Several options are available for periorbital dermatitis treatment, including topical creams and oral medications. The severity of the rash will determine the treatment option used. For a mild rash, the method of treatment usually involves gently washing the affected area with warm water. More severe forms require the use of oral or topical antibiotics.
Antibiotics primarily work as an anti-inflammatory agent in periorbital dermatitis. The anti-inflammatory effects of antibiotics are mostly due to the inhibition of an enzyme called nitric oxide synthase. This enzyme is responsible for many biological cellular processes, including the induction of inflammatory responses. Inflammation is one of the main characteristics of dermatitis. By reducing the incidence of inflammation in the affected area, the skin condition will gradually improve.
Inflammation in periorbital dermatitis is accompanied by small itchy bumps that usually form large skin plaques. Due to the overwhelming urge to scratch the affected area, harmful microorganisms such as bacteria are allowed to proliferate and cause infection. Not only do antibiotics treat inflammation, they also address the secondary issue of infection that sometimes accompanies periorbital rashes.
Some researchers have suggested yeasts and bacteria that live in hair follicles may be the primary trigger for periorifical disorders, hence the reason antibiotics work so well. Regardless of the exact cause, it has been shown antibiotics remain the primary treatment option for severe dermatitis. An example of an anti-inflammatory antibiotic is tetracycline. This antibiotic is one of the most prescribed medications for periorbital dermatitis treatment.
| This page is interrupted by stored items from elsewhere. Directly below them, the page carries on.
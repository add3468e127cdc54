use soroban_sdk::{contractclient, token, Address, Env};

// ── Non-fungible collection interface ───────────────────────────────────────

/// Minimal surface of the staked collection contract.
///
/// The staking ledger only ever needs to know who owns an item and to move
/// it; approval management is the holder's concern and happens outside this
/// contract.
#[contractclient(name = "NonFungibleClient")]
pub trait NonFungible {
    /// Current owner of `token_id`. Traps if the item does not exist.
    fn owner_of(env: Env, token_id: u128) -> Address;

    /// Move `token_id` from `from` to `to`. Traps if `from` is not the
    /// current owner.
    fn transfer(env: Env, from: Address, to: Address, token_id: u128);
}

// ── Transfer helpers ────────────────────────────────────────────────────────
// A failed transfer (wrong owner, insufficient reserve) traps in the asset
// contract, which aborts and rolls back the whole invocation. That rollback
// is the ledger's atomicity guarantee.

pub fn current_owner(env: &Env, collection: &Address, token_id: u128) -> Address {
    NonFungibleClient::new(env, collection).owner_of(&token_id)
}

/// Pull a staked item from its owner into contract custody.
pub fn transfer_item_in(env: &Env, collection: &Address, owner: &Address, token_id: u128) {
    NonFungibleClient::new(env, collection).transfer(
        owner,
        &env.current_contract_address(),
        &token_id,
    );
}

/// Return a custodied item to `to`.
pub fn transfer_item_out(env: &Env, collection: &Address, to: &Address, token_id: u128) {
    NonFungibleClient::new(env, collection).transfer(
        &env.current_contract_address(),
        to,
        &token_id,
    );
}

/// Pull reward tokens from `from` into the contract's payout reserve.
pub fn transfer_reward_in(env: &Env, reward_token: &Address, from: &Address, amount: i128) {
    token::Client::new(env, reward_token).transfer(
        from,
        &env.current_contract_address(),
        &amount,
    );
}

/// Pay reward tokens out of the reserve. Traps when the reserve balance is
/// insufficient; callers other than the emergency path let that abort the
/// operation.
pub fn transfer_reward_out(env: &Env, reward_token: &Address, to: &Address, amount: i128) {
    token::Client::new(env, reward_token).transfer(
        &env.current_contract_address(),
        to,
        &amount,
    );
}
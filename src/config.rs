//! Feed configuration.
//!
//! The legacy feed kept its API credential and connection endpoints as
//! module-level constants; here everything is explicit configuration built
//! once at startup and scoped to the pipeline runner's lifetime.

use chrono::{Duration, NaiveDate};

use crate::coalesce::LateEventPolicy;
use crate::live::LiveFeedOptions;
use crate::replay::ReplayOptions;

pub const DEFAULT_REPLAY_BASE_URL: &str = "https://api.tardis.dev/v1";
pub const DEFAULT_MACHINE_URL: &str = "ws://localhost:8001";
pub const DEFAULT_DB_PATH: &str = "tick_feed.db";

#[derive(Debug, Clone)]
pub struct FeedConfig {
    pub exchange: String,
    pub instrument: String,
    pub channel: String,
    pub db_path: String,
    pub api_key: String,
    pub replay_base_url: String,
    pub machine_url: String,
    /// Length of the historical window, in whole days back from today.
    pub replay_days: i64,
    pub late_policy: LateEventPolicy,
    pub dry_run: bool,
}

impl FeedConfig {
    /// Closed replay date range: `replay_days` back through tomorrow, so the
    /// range always covers today's partial day and overlaps the live feed.
    pub fn replay_window(&self, today: NaiveDate) -> (NaiveDate, NaiveDate) {
        let from = today - Duration::days(self.replay_days);
        let to = today + Duration::days(1);
        (from, to)
    }

    pub fn replay_options(&self, today: NaiveDate) -> ReplayOptions {
        let (from, to) = self.replay_window(today);
        ReplayOptions {
            exchange: self.exchange.clone(),
            channel: self.channel.clone(),
            symbol: self.instrument.clone(),
            from,
            to,
        }
    }

    pub fn live_options(&self) -> LiveFeedOptions {
        LiveFeedOptions {
            machine_url: self.machine_url.clone(),
            exchange: self.exchange.clone(),
            symbol: self.instrument.clone(),
            data_type: self.channel.clone(),
        }
    }
}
Topical antibiotics don't always work as well as oral antibiotics, but some creams, such as azelaic acid cream, can be used as a periorbital dermatitis treatment due to its natural antibiotic and anti-inflammatory properties. Post inflammatory pigmentation, which is sometimes present in dermatitis suffers, can be treated with this medication. Azelaic acid is usually tolerated by most people; however people with sensitive skin might experience excessive irritation. The facial cream should be discontinued if severe scaling, itching or burning is present.
It is important to note that fluorinated or topical steroids such as hydrocortisone should not be used as a periorbital dermatitis treatment. Despite having anti-inflammatory properties, fluorinated hydrocortisone creams and ointments tend to worsen the condition. Typically, when topical steroids are discontinued, the rash gets worse for a few days before improving. Facial creams, moisturizers and soap-based cleansers also tend to worsen the condition. Reapplying hydrocortisone or other facial creams will most likely cause the condition to return in a more aggressive form.